The Modular Open Source Identity Platform, modeled after India’s biometric database, is expanding globally despite controversy over consent and data protections, but privacy advocates warn the Gates Foundation-funded digital ID initiative could enable tracking citizens “from cradle to grave.”
Spurred in part by the COVID-19 pandemic and the push for digital vaccine “passports,” a growing number of global governments are considering implementing biometric digital ID programs that would require citizens to obtain digital identification credentials to access public goods and services.
Until recently, concerns about the global interoperability of digital systems and the risk of technological “lock-in” to platforms developed by private actors stymied governments’ plans to implement such programs.
Now, backers of a new open-source platform called MOSIP (Modular Open Source Identity Platform) — whose funders include the Bill & Melinda Gates Foundation, the World Bank and eBay founder Pierre Omidyar — are touting the platform as a solution to both these obstacles.
Developed at the International Institute of Information Technology Bangalore in India and modeled after Aadhaar, India’s nationwide digital ID platform and the largest such system in the world, MOSIP “enables countries with low IT capacity to quickly roll out specialized digital identity solutions to their citizens,” according to Identity Review.
Proponents argue the rollout of platforms like MOSIP will help people, especially in low- and middle-income countries, gain access to vital public goods and services.
They also argue the platforms will help the global community fulfill the United Nation’s (U.N.) Sustainable Development Goals (SDGs), which include requiring everyone — including infants — to have a digital identity by 2030 in order to work, vote, and access financial, social and medical services.
But for critics, technologies like MOSIP represent a threat to individual liberty and another step toward a digital panopticon — a widespread rollout of government-mandated surveillance technologies, including “vaccine passports” and other digital identification tools, that spell the end of personal privacy.
What is digital identity?
Michael Rectenwald, Ph.D., author of “Google Archipelago: The Digital Gulag and the Simulation of Freedom,” told The Defender:
“The OECD [Organization of Economic Co-Operation and Development] defines digital identity as ‘the sum total of the growing and evolving mass of information about us, our profiles and the history of our activities online that relates to inferences made about us, based on this mass of information.’”
“Digital identity is thus not merely a new, more handy, lightweight, digital form of identification,” Rectenwald said. “It refers to a collection of data that purportedly define who we are, including what we do both online and off-line — if ‘off-line’ life can still be said to exist — and not merely to a means by which we can be identified as such.”
Greg Glaser, a California attorney, said, “normal” people think of IDs as a normal thing, but the reality of the biometric digital ID is “far more sinister.”
Glaser said that today, rights, citizenship status, affiliations, standing in court, accounts, privileges, services, land title and more all fundamentally depend on some form of identification.

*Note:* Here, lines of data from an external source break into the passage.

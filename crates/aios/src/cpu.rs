//! CPU adapter - usage, frequency and temperature readings plus governor
//! control through the cpufreq sysfs files.

use crate::error::ActionError;
use std::fs;
use std::path::PathBuf;
use std::sync::Mutex;
use tracing::{debug, warn};

const PROC_STAT: &str = "/proc/stat";
const CPUFREQ_CUR: &str = "/sys/devices/system/cpu/cpu0/cpufreq/scaling_cur_freq";
const THERMAL_ZONE: &str = "/sys/class/thermal/thermal_zone0/temp";
const CPU_SYSFS_ROOT: &str = "/sys/devices/system/cpu";

/// Aggregate jiffies from the first line of /proc/stat.
#[derive(Debug, Clone, Copy, Default, PartialEq, Eq)]
pub struct CpuTimes {
    pub user: u64,
    pub nice: u64,
    pub system: u64,
    pub idle: u64,
    pub iowait: u64,
    pub irq: u64,
    pub softirq: u64,
    pub steal: u64,
}

impl CpuTimes {
    fn total(&self) -> u64 {
        self.user + self.nice + self.system + self.idle + self.iowait + self.irq + self.softirq
            + self.steal
    }

    fn idle_total(&self) -> u64 {
        self.idle + self.iowait
    }
}

/// Parse the aggregate "cpu" line of /proc/stat.
pub fn parse_stat_line(line: &str) -> Option<CpuTimes> {
    let mut fields = line.split_whitespace();
    if fields.next()? != "cpu" {
        return None;
    }
    let mut next = || fields.next().and_then(|f| f.parse().ok());
    Some(CpuTimes {
        user: next()?,
        nice: next()?,
        system: next()?,
        idle: next()?,
        iowait: next().unwrap_or(0),
        irq: next().unwrap_or(0),
        softirq: next().unwrap_or(0),
        steal: next().unwrap_or(0),
    })
}

/// Usage percent between two samples: active delta over total delta.
pub fn usage_between(prev: CpuTimes, current: CpuTimes) -> f64 {
    let total_diff = current.total().saturating_sub(prev.total());
    let idle_diff = current.idle_total().saturating_sub(prev.idle_total());
    if total_diff == 0 {
        return 0.0;
    }
    (total_diff - idle_diff) as f64 / total_diff as f64 * 100.0
}

/// Read-only CPU facts.
pub trait CpuInfo: Send + Sync {
    /// System-wide CPU usage since the previous call.
    fn usage_percent(&self) -> f64;
    /// Current frequency of cpu0 in MHz, when the cpufreq driver exposes it.
    fn frequency_mhz(&self) -> Option<f64>;
    /// Package temperature in °C, when a thermal zone exists.
    fn temperature_c(&self) -> Option<f64>;
}

/// CpuInfo backed by /proc/stat and sysfs. Keeps the previous stat sample
/// so successive usage queries measure the interval between them.
pub struct SysCpuMonitor {
    prev: Mutex<CpuTimes>,
}

impl SysCpuMonitor {
    pub fn new() -> Self {
        // Prime the baseline so the first real query has an interval.
        let initial = read_stat().unwrap_or_default();
        Self {
            prev: Mutex::new(initial),
        }
    }
}

impl Default for SysCpuMonitor {
    fn default() -> Self {
        Self::new()
    }
}

fn read_stat() -> Option<CpuTimes> {
    let contents = fs::read_to_string(PROC_STAT).ok()?;
    parse_stat_line(contents.lines().next()?)
}

impl CpuInfo for SysCpuMonitor {
    fn usage_percent(&self) -> f64 {
        let Some(current) = read_stat() else {
            warn!("Cannot read {}", PROC_STAT);
            return 0.0;
        };
        let mut prev = self.prev.lock().unwrap();
        let usage = usage_between(*prev, current);
        *prev = current;
        usage
    }

    fn frequency_mhz(&self) -> Option<f64> {
        let khz: f64 = fs::read_to_string(CPUFREQ_CUR).ok()?.trim().parse().ok()?;
        Some(khz / 1000.0)
    }

    fn temperature_c(&self) -> Option<f64> {
        let milli: f64 = fs::read_to_string(THERMAL_ZONE).ok()?.trim().parse().ok()?;
        let celsius = milli / 1000.0;
        if celsius > 0.0 {
            Some(celsius)
        } else {
            None
        }
    }
}

/// Governor control.
pub trait CpuTuner: Send + Sync {
    /// Write the governor to every core's scaling_governor file.
    fn set_governor(&self, governor: &str) -> Result<(), ActionError>;
}

/// CpuTuner writing the cpufreq sysfs tree. The root and core count are
/// injectable so tests can point it at a fixture tree.
pub struct SysCpuTuner {
    sysfs_root: PathBuf,
    core_count: usize,
}

impl SysCpuTuner {
    pub fn new() -> Self {
        Self {
            sysfs_root: PathBuf::from(CPU_SYSFS_ROOT),
            core_count: num_cpus::get(),
        }
    }

    pub fn with_root(sysfs_root: PathBuf, core_count: usize) -> Self {
        Self {
            sysfs_root,
            core_count,
        }
    }
}

impl Default for SysCpuTuner {
    fn default() -> Self {
        Self::new()
    }
}

impl CpuTuner for SysCpuTuner {
    fn set_governor(&self, governor: &str) -> Result<(), ActionError> {
        let mut failed = 0usize;
        for core in 0..self.core_count {
            let path = self
                .sysfs_root
                .join(format!("cpu{core}/cpufreq/scaling_governor"));
            match fs::write(&path, governor) {
                Ok(()) => debug!("core {} governor set to {}", core, governor),
                Err(e) => {
                    warn!("Failed to set governor on core {}: {}", core, e);
                    failed += 1;
                }
            }
        }
        if failed > 0 {
            return Err(ActionError::Permission(format!(
                "failed to set governor on {failed}/{} cores - run with sudo, or confirm cpufreq support",
                self.core_count
            )));
        }
        Ok(())
    }
}

#[cfg(test)]
mod tests {
    use super::*;
    use tempfile::tempdir;

    #[test]
    fn parses_proc_stat_line() {
        let times =
            parse_stat_line("cpu  1000 50 300 8000 200 10 20 5 0 0").unwrap();
        assert_eq!(times.user, 1000);
        assert_eq!(times.idle, 8000);
        assert_eq!(times.steal, 5);
        assert!(parse_stat_line("cpu0 1 2 3 4").is_none());
        assert!(parse_stat_line("intr 12 34").is_none());
    }

    #[test]
    fn usage_from_deltas() {
        let prev = parse_stat_line("cpu 100 0 100 800 0 0 0 0").unwrap();
        // +200 active, +200 idle => 50%
        let current = parse_stat_line("cpu 200 0 200 1000 0 0 0 0").unwrap();
        let usage = usage_between(prev, current);
        assert!((usage - 50.0).abs() < 1e-9);
    }

    #[test]
    fn usage_with_no_delta_is_zero() {
        let sample = parse_stat_line("cpu 100 0 100 800 0 0 0 0").unwrap();
        assert_eq!(usage_between(sample, sample), 0.0);
    }

    #[test]
    fn governor_write_covers_all_cores() {
        let dir = tempdir().unwrap();
        for core in 0..2 {
            std::fs::create_dir_all(dir.path().join(format!("cpu{core}/cpufreq"))).unwrap();
        }
        let tuner = SysCpuTuner::with_root(dir.path().to_path_buf(), 2);
        tuner.set_governor("performance").unwrap();
        for core in 0..2 {
            let written = std::fs::read_to_string(
                dir.path().join(format!("cpu{core}/cpufreq/scaling_governor")),
            )
            .unwrap();
            assert_eq!(written, "performance");
        }
    }

    #[test]
    fn governor_write_failure_is_permission_error() {
        let dir = tempdir().unwrap();
        // cpufreq directories missing: every write fails.
        let tuner = SysCpuTuner::with_root(dir.path().to_path_buf(), 2);
        let err = tuner.set_governor("performance").unwrap_err();
        assert!(err.is_permission());
    }
}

“A person can hardly access any of the above without some form of ID,” Glaser said, “mostly meaning name but often numbers, which are increasingly linked to biometrics.”
But for governments, Glaser said, “Controlling people means controlling ID. Even national governments are now wholly dependent on their organizational and corporate IDs for their transactions, bonds, taxes, and privileges.”
Biometric surveillance covers a range of identification measures and technologies, including facial recognition, voice recognition, fingerprint databases, DNA databases, iris scans, heart rate scans, gait recognition — even emotion detection through the analysis of facial expressions and mannerisms.
According to the Gates Foundation, “Digital ID systems are one of the three pillars of what’s known as digital public infrastructure (DPI)” along with digital payment systems and data exchange systems. They are similar to “the roads and bridges that helped reshape economies in the 19th century.”
“Researchers say DPI can help low- and middle-income countries leapfrog traditional stages of development, lift millions out of poverty, and spur economic growth,” the foundation said.
Such a system “is critical because people need a verified identity in order to tap into DPI’s other benefits, from digital bank accounts and instant payments to mobile phone accounts and personal data management,” said the Gates Foundation.
“If a person cannot prove who they are, how can they take advantage of all of the opportunities society has to offer?” the foundation asked.
According to the foundation, “850 million people around the world … lack any acceptable form of legal identity” and “more than half of those without proof of identity are children whose births were not registered.” One in two women in low-income countries do not have ID, the foundation said.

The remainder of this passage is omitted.